The bill tightens ethics and fiscal controls—restricting post-service lobbying, curbing premium travel, limiting former-Member privileges, and ending automatic pay raises—to increase transparency and restraint in Congress, but it also reduces income and access for former officials, risks chilling legitimate communications, may create hardships for staff with medical/security needs, and could politicize pay and waiver decisions.
Taxpayers and the public: the bill bars former Members from lobbying their former colleagues and creates criminal penalties for violations, reducing undue influence, conflicts of interest, and improving public trust in Congress.
Taxpayers: the bill limits Members and covered legislative staff to coach fares for official travel (starting FY2026), aligning legislative travel with executive-branch rules and clarifying which staff remain subject to those rules, which should reduce travel costs and arbitrary premium travel.

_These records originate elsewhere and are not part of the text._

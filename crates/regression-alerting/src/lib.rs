//! Performance regression detection with multi-algorithm verdicts and alert fan-out
//!
//! This crate provides:
//! - Statistical comparison of a test run against its baseline
//! - Regression detection merging statistical, trend, change-point and anomaly verdicts
//! - Recommendations and human-readable summaries for every analysis
//! - Rate-limited, deduplicated alert dispatch to console, email, Slack, Teams and webhooks
//! - Bounded alert history with aggregate statistics

#![warn(missing_docs)]

pub mod alert_manager;
pub mod config;
pub mod detector;
pub mod error;
pub mod statistics;

pub use alert_manager::{
    Alert, AlertManager, AlertManagerConfig, AlertPayload, AlertSeverity, AlertStats,
    DispatchResult, NotificationChannel, RegressionEntry,
};
pub use config::EngineConfig;
pub use detector::{
    Analysis, Detection, DetectionRequest, DetectorConfig, Recommendation, RegressionDetector,
};
pub use error::{AlertError, AlertResult, RegressionError, RegressionResult};
pub use statistics::{Baseline, MemoryStatistics, MetricSample, Severity, Statistics, TestResult};
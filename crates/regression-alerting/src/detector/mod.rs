//! Regression detection over a baseline/current statistics pair
//!
//! Four independent algorithms run over the same pair and their verdicts are
//! merged into one [`Analysis`]:
//! - statistical significance (effect size against category thresholds)
//! - trend (history window, or an interpolated degraded mode)
//! - change-point (CUSUM and mean-shift ratio)
//! - anomaly (Z-score, IQR proxy, modified Z-score)
//!
//! The detector holds only configuration and can be shared across threads.

pub mod anomaly;
pub mod change_point;
pub mod config;
pub mod statistical;
pub mod trend;
pub mod types;

#[cfg(test)]
mod tests;

pub use config::{AlgorithmToggles, DetectorConfig, SeverityThresholds, ThresholdConfig};
pub use types::*;

use crate::error::RegressionResult;
use crate::statistics::{Baseline, Severity, Statistics, TestResult};
use chrono::Utc;
use rayon::prelude::*;
use tracing::{debug, info, warn};

/// One environment/test-suite pair to analyse in a batch
#[derive(Debug, Clone)]
pub struct DetectionRequest {
    /// Environment name
    pub environment: String,
    /// Test suite name
    pub test_suite: String,
    /// Completed run
    pub current: TestResult,
    /// Accepted baseline, if one exists
    pub baseline: Option<Baseline>,
    /// Recent duration means, oldest first
    pub history: Option<Vec<f64>>,
}

/// Stateless regression detector
#[derive(Debug, Clone, Default)]
pub struct RegressionDetector {
    config: DetectorConfig,
}

impl RegressionDetector {
    /// Create a detector after validating its configuration
    pub fn new(config: DetectorConfig) -> RegressionResult<Self> {
        config.validate()?;
        Ok(Self { config })
    }

    /// Active configuration
    pub fn config(&self) -> &DetectorConfig {
        &self.config
    }

    /// Analyse one run against its baseline.
    ///
    /// Without a history window the trend algorithm runs in its interpolated
    /// degraded mode. Never fails: unusable input yields
    /// [`Detection::Skipped`].
    pub fn detect(
        &self,
        environment: &str,
        test_suite: &str,
        current: &TestResult,
        baseline: Option<&Baseline>,
    ) -> Detection {
        self.run(environment, test_suite, current, baseline, None)
    }

    /// Analyse one run with a genuine history of duration means (oldest first)
    pub fn detect_with_history(
        &self,
        environment: &str,
        test_suite: &str,
        current: &TestResult,
        baseline: Option<&Baseline>,
        history: &[f64],
    ) -> Detection {
        self.run(environment, test_suite, current, baseline, Some(history))
    }

    /// Analyse independent pairs in parallel, preserving request order
    pub fn detect_batch(&self, requests: &[DetectionRequest]) -> Vec<Detection> {
        requests
            .par_iter()
            .map(|req| {
                self.run(
                    &req.environment,
                    &req.test_suite,
                    &req.current,
                    req.baseline.as_ref(),
                    req.history.as_deref(),
                )
            })
            .collect()
    }

    fn run(
        &self,
        environment: &str,
        test_suite: &str,
        current: &TestResult,
        baseline: Option<&Baseline>,
        history: Option<&[f64]>,
    ) -> Detection {
        let (baseline, current_stats) = match (baseline, current.statistics.as_ref()) {
            (Some(baseline), Some(stats)) => (baseline, stats),
            _ => {
                warn!(
                    environment,
                    test_suite, "Skipping regression detection: {}", SKIPPED_REASON
                );
                return Detection::skipped();
            }
        };

        if let Err(e) = baseline
            .statistics
            .validate()
            .and_then(|_| current_stats.validate())
        {
            warn!(
                environment,
                test_suite, "Skipping regression detection on invalid statistics: {}", e
            );
            return Detection::skipped();
        }

        let analysis = self.analyze(environment, test_suite, baseline, current_stats, history);

        if analysis.is_regression {
            info!(
                environment,
                test_suite,
                severity = %analysis.severity,
                confidence = analysis.confidence,
                "{}",
                analysis.summary
            );
        } else {
            debug!(environment, test_suite, "{}", analysis.summary);
        }

        Detection::Analyzed(Box::new(analysis))
    }

    fn analyze(
        &self,
        environment: &str,
        test_suite: &str,
        baseline: &Baseline,
        current: &Statistics,
        history: Option<&[f64]>,
    ) -> Analysis {
        let cfg = &self.config;
        let base = &baseline.statistics;
        let mut algorithms = AlgorithmResults::default();
        let mut detections = Vec::new();

        if cfg.algorithms.statistical {
            let result = statistical::analyze(base, current, &cfg.thresholds);
            detections.extend(statistical::detection(&result, &cfg.thresholds));
            algorithms.statistical = Some(result);
        }

        if cfg.algorithms.trend {
            let (series, source) = trend::build_series(
                history,
                base.duration.mean,
                current.duration.mean,
                cfg.interpolation_points,
            );
            let result = trend::analyze_series(&series, source);
            detections.extend(trend::detection(&result));
            algorithms.trend = Some(result);
        }

        if cfg.algorithms.change_point {
            let result = change_point::analyze(
                &base.duration,
                &current.duration,
                cfg.change_point_ratio_threshold,
            );
            detections.extend(change_point::detection(&result));
            algorithms.change_point = Some(result);
        }

        if cfg.algorithms.anomaly {
            let result = anomaly::analyze(&base.duration, &current.duration, cfg.anomaly_z_threshold);
            detections.extend(anomaly::detection(&result, cfg.anomaly_z_threshold));
            algorithms.anomaly = Some(result);
        }

        let is_improvement = algorithms
            .statistical
            .as_ref()
            .is_some_and(|s| statistical::is_improvement(s, cfg.improvement_threshold));

        let (severity, confidence) = merge(&detections);
        let detecting_algorithms: Vec<Algorithm> =
            detections.iter().map(|d| d.algorithm).collect();
        let is_regression = !detections.is_empty();

        let recommendations =
            recommendations(&algorithms, severity, is_improvement, cfg.improvement_threshold);
        let summary = summarize(
            environment,
            test_suite,
            is_regression,
            is_improvement,
            severity,
            confidence,
            &detecting_algorithms,
        );

        Analysis {
            test_suite: test_suite.to_string(),
            environment: environment.to_string(),
            timestamp: Utc::now(),
            baseline: baseline.clone(),
            current: *current,
            algorithms,
            is_regression,
            is_improvement,
            severity,
            confidence,
            detecting_algorithms,
            summary,
            recommendations,
        }
    }
}

/// Max severity and mean confidence over fired algorithms
pub fn merge(detections: &[AlgorithmDetection]) -> (Severity, f64) {
    let severity = detections
        .iter()
        .map(|d| d.severity)
        .max()
        .unwrap_or(Severity::Normal);
    let confidence = if detections.is_empty() {
        0.0
    } else {
        detections.iter().map(|d| d.confidence).sum::<f64>() / detections.len() as f64
    };
    (severity, confidence)
}

/// Rule table from merge outcome to recommendations, in insertion order
pub fn recommendations(
    algorithms: &AlgorithmResults,
    severity: Severity,
    is_improvement: bool,
    improvement_threshold: f64,
) -> Vec<Recommendation> {
    let mut out = Vec::new();

    if severity == Severity::Critical {
        out.push(Recommendation {
            category: RecommendationCategory::ImmediateAction,
            priority: Priority::High,
            message: "Critical performance regression detected. Investigate recent changes \
                      and consider rolling back before further deployments."
                .to_string(),
        });
    }

    if let Some(stats) = &algorithms.statistical {
        if stats.duration.is_degradation() {
            out.push(Recommendation {
                category: RecommendationCategory::PerformanceOptimization,
                priority: Priority::High,
                message: format!(
                    "Test duration increased by {:.1}%. Profile the slowest code paths \
                     and review recently changed hot spots.",
                    stats.duration.percentage_change
                ),
            });
        }
        if stats.memory.is_degradation() {
            out.push(Recommendation {
                category: RecommendationCategory::MemoryOptimization,
                priority: Priority::Medium,
                message: format!(
                    "Heap usage increased by {:.1}%. Check for leaks, oversized caches \
                     and retained allocations.",
                    stats.memory.percentage_change
                ),
            });
        }
    }

    if algorithms
        .trend
        .as_ref()
        .is_some_and(|t| t.is_degrading_trend)
    {
        out.push(Recommendation {
            category: RecommendationCategory::Monitoring,
            priority: Priority::Medium,
            message: "Performance is trending worse across runs. Increase monitoring \
                      frequency for this suite."
                .to_string(),
        });
    }

    if is_improvement {
        out.push(Recommendation {
            category: RecommendationCategory::Documentation,
            priority: Priority::Low,
            message: format!(
                "Performance improved by more than {:.0}%. Document the change and \
                 refresh the baseline.",
                improvement_threshold
            ),
        });
    }

    out
}

fn summarize(
    environment: &str,
    test_suite: &str,
    is_regression: bool,
    is_improvement: bool,
    severity: Severity,
    confidence: f64,
    algorithms: &[Algorithm],
) -> String {
    if is_regression {
        let names: Vec<&str> = algorithms.iter().map(Algorithm::as_str).collect();
        format!(
            "Performance regression in {} ({}): severity {}, confidence {:.1}%, detected by {}",
            test_suite,
            environment,
            severity,
            confidence * 100.0,
            names.join(", ")
        )
    } else if is_improvement {
        format!(
            "Performance improvement in {} ({})",
            test_suite, environment
        )
    } else {
        format!(
            "No significant performance change in {} ({})",
            test_suite, environment
        )
    }
}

Taxpayers and the public: the bill removes routine special access for former Members to House-only spaces and services and requires any exceptions to be published in the Congressional Record within 24 hours, increasing transparency and reducing perceived favoritism.
Former Members and their families: banning post-service lobbying removes a source of post-congressional income and career options, and the criminal 'knowing-and-intent' standard could chill legitimate communications (like sharing expertise) or risk prosecutions for inadvertent violations.
Members and payroll administrators: eliminating automatic pay adjustments may politicize pay-setting, harm recruitment/retention, risk real pay erosion if Congress fails to act (due to inflation), and impose one-time administrative costs to update payroll systems and laws.
Members and legislative staff with medical, disability, or security needs: coach-only travel limits reduce flexibility for legitimate health or safety reasons, and offices will face increased administrative burden to document exceptions while overall savings to taxpayers may be modest.
Based on analysis of 7 sections of legislative text.
Introduced April 3, 2025 by Angela Craig · Last progress April 3, 2025
Prohibits former Senators, Representatives, and senior congressional officers from knowingly lobbying or making influence communications to Members, officers, or employees of either House on behalf of anyone other than the United States. Requires Members' official air travel to be coach class beginning in fiscal year 2026 (with limited exceptions), limits a set of privileges available to former House Members unless those benefits are public, updates House rules to add new clauses, and ends automatic periodic pay adjustments for Members of Congress after the next general election following enactment.